How Old?

So the subject has come up recently as to how old LMA and G-man can be before we leave them at home alone.

The obvious answer is "not until he's 13" but is that the practical answer? Mrs. A works from home and I'm 30 minutes away. If she needs to run to make a FedEx drop or over to Walgreens to get milk or pull-ups, can a 6 and 3 year old hack it for 20 minutes?

Now, before you fire up those comments, let me assure you we don't plan on going to the movies without getting a babysitter. We're not that desperate or parentally inept. But what about a quick drive to the mailbox? Gone and back in 3 minutes. Mrs. A and I sit out on the front porch and have a smoke for easily five times that long while the kids are out back or inside playing.

So I looked it up and it's odd that despite all the concern over child safety, there are very few state laws required children to be of a certain age before they are left alone. I found this off the Clackamas County, Oregon Juvenile Department website.
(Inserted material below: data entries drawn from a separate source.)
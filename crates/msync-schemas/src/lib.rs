//! msync-schemas
//!
//! Row shapes shared by every crate in the workspace. A dataset is a list of
//! [`DatasetRow`]s; each row carries an opaque [`RowHandle`] issued by the
//! store that produced it plus a bag of named cell values.
//!
//! Cell values are `serde_json::Value` so that null, text, and numeric cells
//! round-trip through the merge step unchanged.

use serde::{Deserialize, Serialize};
use serde_json::Value;
use std::collections::BTreeMap;
use std::fmt;

/// A single cell value. `Value::Null` is an empty cell.
pub type FieldValue = Value;

/// Opaque reference to one stored row.
///
/// Handles are minted by a `DatasetReader` and handed back unchanged to the
/// matching `DatasetWriter`. Callers never build one from a business key.
#[derive(Debug, Clone, PartialEq, Eq, Hash, PartialOrd, Ord, Serialize, Deserialize)]
pub struct RowHandle {
    dataset: String,
    record_id: String,
}

impl RowHandle {
    pub fn new(dataset: impl Into<String>, record_id: impl Into<String>) -> Self {
        Self {
            dataset: dataset.into(),
            record_id: record_id.into(),
        }
    }

    pub fn dataset(&self) -> &str {
        &self.dataset
    }

    pub fn record_id(&self) -> &str {
        &self.record_id
    }
}

impl fmt::Display for RowHandle {
    fn fmt(&self, f: &mut fmt::Formatter<'_>) -> fmt::Result {
        write!(f, "{}/{}", self.dataset, self.record_id)
    }
}

/// One row as read from a dataset.
#[derive(Debug, Clone, PartialEq, Serialize, Deserialize)]
pub struct DatasetRow {
    pub handle: RowHandle,
    pub fields: BTreeMap<String, FieldValue>,
}

impl DatasetRow {
    pub fn new(handle: RowHandle) -> Self {
        Self {
            handle,
            fields: BTreeMap::new(),
        }
    }

    /// Builder-style field setter, mostly for fixtures.
    pub fn with_field(mut self, name: impl Into<String>, value: impl Into<FieldValue>) -> Self {
        self.fields.insert(name.into(), value.into());
        self
    }

    /// Named-field access. Absent columns and empty cells both read as `None`.
    pub fn get(&self, name: &str) -> Option<&FieldValue> {
        self.fields.get(name).filter(|v| !v.is_null())
    }

    /// Cell value with empty cells surfaced as `Value::Null`.
    pub fn get_or_null(&self, name: &str) -> FieldValue {
        self.get(name).cloned().unwrap_or(Value::Null)
    }

    pub fn set(&mut self, name: impl Into<String>, value: FieldValue) {
        self.fields.insert(name.into(), value);
    }

    /// Textual form of a key cell, `None` when the cell is empty.
    pub fn key_text(&self, name: &str) -> Option<String> {
        self.get(name).and_then(key_text)
    }
}

/// Render a key cell as text for matching.
///
/// Strings are taken verbatim (no trimming); numbers and booleans use their
/// JSON rendering. Null yields `None`.
///
/// Matching compares this text, not the typed cell, so a numeric `1001`
/// matches the string `"1001"`. File-backed stores read every cell as a
/// string; only in-memory rows can mix the two.
pub fn key_text(v: &FieldValue) -> Option<String> {
    match v {
        Value::Null => None,
        Value::String(s) => Some(s.clone()),
        Value::Number(n) => Some(n.to_string()),
        Value::Bool(b) => Some(b.to_string()),
        other => Some(other.to_string()),
    }
}

/// One destination assignment inside a [`FieldUpdate`].
#[derive(Debug, Clone, PartialEq, Serialize, Deserialize)]
pub struct FieldAssignment {
    pub field: String,
    pub value: FieldValue,
}

/// Ordered set of destination-field assignments for a single row write.
///
/// Order follows the configured transfer list so that audit output and
/// writer calls are deterministic.
#[derive(Debug, Clone, Default, PartialEq, Serialize, Deserialize)]
pub struct FieldUpdate {
    pub assignments: Vec<FieldAssignment>,
}

impl FieldUpdate {
    pub fn new() -> Self {
        Self::default()
    }

    /// Push an assignment. A repeated field replaces the earlier value.
    pub fn assign(&mut self, field: impl Into<String>, value: FieldValue) {
        let field = field.into();
        if let Some(existing) = self.assignments.iter_mut().find(|a| a.field == field) {
            existing.value = value;
            return;
        }
        self.assignments.push(FieldAssignment { field, value });
    }

    pub fn get(&self, field: &str) -> Option<&FieldValue> {
        self.assignments
            .iter()
            .find(|a| a.field == field)
            .map(|a| &a.value)
    }

    pub fn fields(&self) -> impl Iterator<Item = &str> {
        self.assignments.iter().map(|a| a.field.as_str())
    }

    pub fn len(&self) -> usize {
        self.assignments.len()
    }

    pub fn is_empty(&self) -> bool {
        self.assignments.is_empty()
    }

    /// Apply every assignment to `row` in order.
    pub fn apply_to(&self, row: &mut DatasetRow) {
        for a in &self.assignments {
            row.set(a.field.clone(), a.value.clone());
        }
    }
}

#[cfg(test)]
mod tests {
    use super::*;
    use serde_json::json;

    #[test]
    fn empty_cell_reads_as_none() {
        let row = DatasetRow::new(RowHandle::new("Manifest", "rec1"))
            .with_field("Sample ID", "S1")
            .with_field("comments", Value::Null);

        assert_eq!(row.get("Sample ID"), Some(&json!("S1")));
        assert_eq!(row.get("comments"), None);
        assert_eq!(row.get("not a column"), None);
        assert_eq!(row.get_or_null("comments"), Value::Null);
    }

    #[test]
    fn key_text_keeps_whitespace_and_renders_numbers() {
        assert_eq!(key_text(&json!(" S1 ")), Some(" S1 ".to_string()));
        assert_eq!(key_text(&json!(42)), Some("42".to_string()));
        assert_eq!(key_text(&Value::Null), None);
    }

    #[test]
    fn field_update_replaces_repeated_field() {
        let mut u = FieldUpdate::new();
        u.assign("comments", json!("first"));
        u.assign("Volume (ul)*", json!(12));
        u.assign("comments", json!("second"));

        assert_eq!(u.len(), 2);
        assert_eq!(u.get("comments"), Some(&json!("second")));
        assert_eq!(u.fields().collect::<Vec<_>>(), vec!["comments", "Volume (ul)*"]);
    }

    #[test]
    fn apply_to_only_touches_assigned_fields() {
        let mut row = DatasetRow::new(RowHandle::new("Manifest", "rec1"))
            .with_field("Sample ID", "S1")
            .with_field("Project", "curated");

        let mut u = FieldUpdate::new();
        u.assign("comments", json!("ok"));
        u.apply_to(&mut row);

        assert_eq!(row.get("Project"), Some(&json!("curated")));
        assert_eq!(row.get("comments"), Some(&json!("ok")));
    }

    #[test]
    fn row_handle_display() {
        assert_eq!(RowHandle::new("Manifest", "row-3").to_string(), "Manifest/row-3");
    }
}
Generally speaking there are three primary variables which need to be considered. First, the maturity of the child, second, the environment provided for the child and third, how long the child will be unattended.

I think the first part answers it for us. LMA is a smart cookie, but she has the maturity of a tadpole. Her environment is fine as far as I'm concerned and we'd never leave her alone for more than 5 minutes. Mrs. A is more of a hawk than I am and doesn't even like it when they're in different parts of the house unattended - a trait she's quickly abandoning, sometimes grown ups need quiet.

All the cabinets and drawers and oven controls are child proofed. I think the worst thing they could do themselves is leave a tap running. They can get their own food and water and even G-man is starting to go to the bathroom himself. I think when a discussion like this comes up, it's less about what a kid can do to themselves and more about what can happen to them. I read a comment where a parent said they live on a small island and they have no problem leaving their kid alone for a few minutes or in their car while they pop into a gas station or the like. But they said were they in the city there'd be no way they'd do that.

What a horrible thing we have to think about, that someone would harm a child. It's larger conversation to be sure and one that's as gray as summer storm clouds. Personally I can understand crimes of passion, crimes committed out of desperation. I cannot fathom the psychological make up that would need to exist that would cause you to premeditate a nefarious act against a child. It's sad when I'm more worried about a random stranger busting into our house and defiling or stealing our children than I am about them turning the gas on and playing with flaming Ajax soaked scissors.

I remember having babysitters when I was young, but I was really young and it's the fading part of my memory that exists in my pre-adolescent years. Research shows you have a good memory of your life, even birth, until you're about 15, then suddenly you start not remembering your childhood years as clearly. I remember a babysitter we had for a short time and I remember her being "fired" but I can't remember why. I don't know how old I was at the time. The thing is, my mom stayed home and my dad worked so there was always someone there. We didn't have distant banks of mail boxes, we had a milkman and we had in town grandparents and family friends who could watch us if mom and dad needed a night out. I don't remember being left alone. I remember being left in the car for a couple minutes at a time, but we also didn't have car seats and could sit in the front seat if we wanted.

It was a different time, it always is. I suspect in another two or three generations, children will live in a completely sealed off and sterilized room until they're 18. Which will be good for the parents piece of mind, but the almost-adult will probably get a cold the first day out and die.

Unfortunately we don't have the close grandparents or the tons of family friends to count on. We've got a couple people that can be there if we need them, and that's nice, but it's definitely not a village.

Carry on.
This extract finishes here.